To reduce the burden of cancer through the conduct of high quality research and education, as guided by the collaborative efforts of the IU Simon Cancer Center, academic physician scientists, community cancer investigators, and patient advocates.
The Hoosier Oncology Group, Inc. (affectionately nicknamed "the HOG") consists of a working association of over 400 dedicated community and research center physicians and clinical research practitioners. The HOG is committed to improving therapy for cancer patients through clinical research throughout its network.
The HOG enables oncologists to participate in meaningful cancer research while providing treatment to patients in their own communities. Currently, only 5% of cancer patients participate in clinical trials. The HOG strives to increase the number of cancer patients participating in clinical research.
The HOG was created in 1985 by a small group of community-based oncologists and faculty members at Indiana University Cancer Center. Our Founding Fathers, Drs. Rafat Ansari, Lawrence Einhorn, William B. Fisher, Patrick Loehrer, Sr., RM Prasad Mantravadi, and Kenneth Pennington, had a vision, a vision where academic and community physicians would cooperatively work together to develop cancer trials tailored to the community needs. See a video in their own words, how this idea came about (requires windows media player)
Today, we still realize our Founders' vision and maintain that our primary purpose is to conduct clinical cancer research at the community level.
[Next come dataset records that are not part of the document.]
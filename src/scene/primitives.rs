use std::fmt;

use crate::geometry::{
    FloatType, GeometryError, Ray, Traced, WorldBox, WorldPoint, ensure_finite,
};

use super::Shape;

#[derive(Copy, Clone, Debug, PartialEq)]
pub struct Circle {
    center: WorldPoint,
    radius: FloatType,
}

impl Circle {
    pub fn new(center: WorldPoint, radius: FloatType) -> Result<Circle, GeometryError> {
        ensure_finite("circle", center.iter().chain([&radius]))?;
        if radius < 0.0 {
            return Err(GeometryError::NegativeRadius(radius));
        }
        Ok(Circle { center, radius })
    }

    pub fn radius(&self) -> FloatType {
        self.radius
    }
}

impl Shape for Circle {
    fn center(&self) -> WorldPoint {
        self.center
    }

    fn bounding_box(&self) -> WorldBox {
        WorldBox::around(self.center, self.radius)
    }

    fn intersect(&self, ray: &Ray) -> Traced<Option<WorldPoint>> {
        let direction = ray.direction();
        let oc = ray.origin() - self.center;

        // Ray guarantees a non-zero direction, so `a` is positive
        let a = direction.norm_squared();
        let b = 2.0 * oc.dot(&direction);
        let c = oc.norm_squared() - self.radius * self.radius;
        let discriminant = b * b - 4.0 * a * c;

        if discriminant < 0.0 {
            return Traced::new(None, 1);
        }

        let sqrt_disc = discriminant.sqrt();
        let t1 = (-b - sqrt_disc) / (2.0 * a);
        let t2 = (-b + sqrt_disc) / (2.0 * a);
        let hit = if t1 > 0.0 {
            Some(ray.point_at(t1))
        } else if t2 > 0.0 {
            Some(ray.point_at(t2))
        } else {
            None
        };

        Traced::new(hit, 1)
    }
}

#[derive(Copy, Clone, Debug, PartialEq)]
pub struct LineSegment {
    start: WorldPoint,
    end: WorldPoint,
}

impl LineSegment {
    pub fn new(start: WorldPoint, end: WorldPoint) -> Result<LineSegment, GeometryError> {
        ensure_finite("line segment", start.iter().chain(end.iter()))?;
        Ok(LineSegment { start, end })
    }

    pub fn start(&self) -> WorldPoint {
        self.start
    }

    pub fn end(&self) -> WorldPoint {
        self.end
    }
}

impl Shape for LineSegment {
    fn center(&self) -> WorldPoint {
        nalgebra::center(&self.start, &self.end)
    }

    fn bounding_box(&self) -> WorldBox {
        WorldBox::new(self.start.inf(&self.end), self.start.sup(&self.end))
    }

    /// Intersects the segment with the ray's supporting line.
    /// `t` parametrizes the segment (0 at start, 1 at end), `u` the ray.
    fn intersect(&self, ray: &Ray) -> Traced<Option<WorldPoint>> {
        let (x1, y1) = (self.start.x, self.start.y);
        let (x2, y2) = (self.end.x, self.end.y);
        let (x3, y3) = (ray.origin().x, ray.origin().y);
        let (x4, y4) = (x3 + ray.direction().x, y3 + ray.direction().y);

        let denom = (x1 - x2) * (y3 - y4) - (y1 - y2) * (x3 - x4);
        if denom == 0.0 {
            // Parallel
            return Traced::new(None, 1);
        }

        let t = ((x1 - x3) * (y3 - y4) - (y1 - y3) * (x3 - x4)) / denom;
        let u = -((x1 - x2) * (y1 - y3) - (y1 - y2) * (x1 - x3)) / denom;

        let hit = ((0.0..=1.0).contains(&t) && u >= 0.0)
            .then(|| WorldPoint::new(x1 + t * (x2 - x1), y1 + t * (y2 - y1)));

        Traced::new(hit, 1)
    }
}

/// All shapes that the BVH knows about.
#[derive(Copy, Clone, Debug, PartialEq)]
pub enum Primitive {
    Circle(Circle),
    LineSegment(LineSegment),
}

impl Shape for Primitive {
    fn center(&self) -> WorldPoint {
        match self {
            Primitive::Circle(circle) => circle.center(),
            Primitive::LineSegment(segment) => segment.center(),
        }
    }

    fn bounding_box(&self) -> WorldBox {
        match self {
            Primitive::Circle(circle) => circle.bounding_box(),
            Primitive::LineSegment(segment) => segment.bounding_box(),
        }
    }

    fn intersect(&self, ray: &Ray) -> Traced<Option<WorldPoint>> {
        match self {
            Primitive::Circle(circle) => circle.intersect(ray),
            Primitive::LineSegment(segment) => segment.intersect(ray),
        }
    }
}

impl From<Circle> for Primitive {
    fn from(value: Circle) -> Self {
        Primitive::Circle(value)
    }
}

impl From<LineSegment> for Primitive {
    fn from(value: LineSegment) -> Self {
        Primitive::LineSegment(value)
    }
}

impl fmt::Display for Primitive {
    fn fmt(&self, f: &mut fmt::Formatter<'_>) -> fmt::Result {
        match self {
            Primitive::Circle(circle) => write!(
                f,
                "Circle(({}, {}), {})",
                circle.center.x, circle.center.y, circle.radius
            ),
            Primitive::LineSegment(segment) => write!(
                f,
                "LineSegment(({}, {}), ({}, {}))",
                segment.start.x, segment.start.y, segment.end.x, segment.end.y
            ),
        }
    }
}
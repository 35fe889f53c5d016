pub mod geometry;
pub mod scene;
mod util;

pub use geometry::{GeometryError, Ray, Traced};
pub use scene::{
    Shape,
    bvh::{BuildError, BuildSettings, Bvh, SplitPolicy, TreeStatistics},
    light::{CastReport, RadialLight},
    primitives::{Circle, LineSegment, Primitive},
};
pub use util::Stats;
The HOG has succeeded in creating an extraordinary network of more than 400 physicians and nurses. This network means that, wherever you live in the Midwest, there are physicians near you who are active participants in the search for new and better treatments for many forms of cancer.
The HOG bridges the most sophisticated research laboratories and hometown healthcare, coordinating trials, exploring new drugs and treatment strategies, refining preventive techniques, and above all, improving the survival rates of cancer patients. This community experience has nationwide consequences.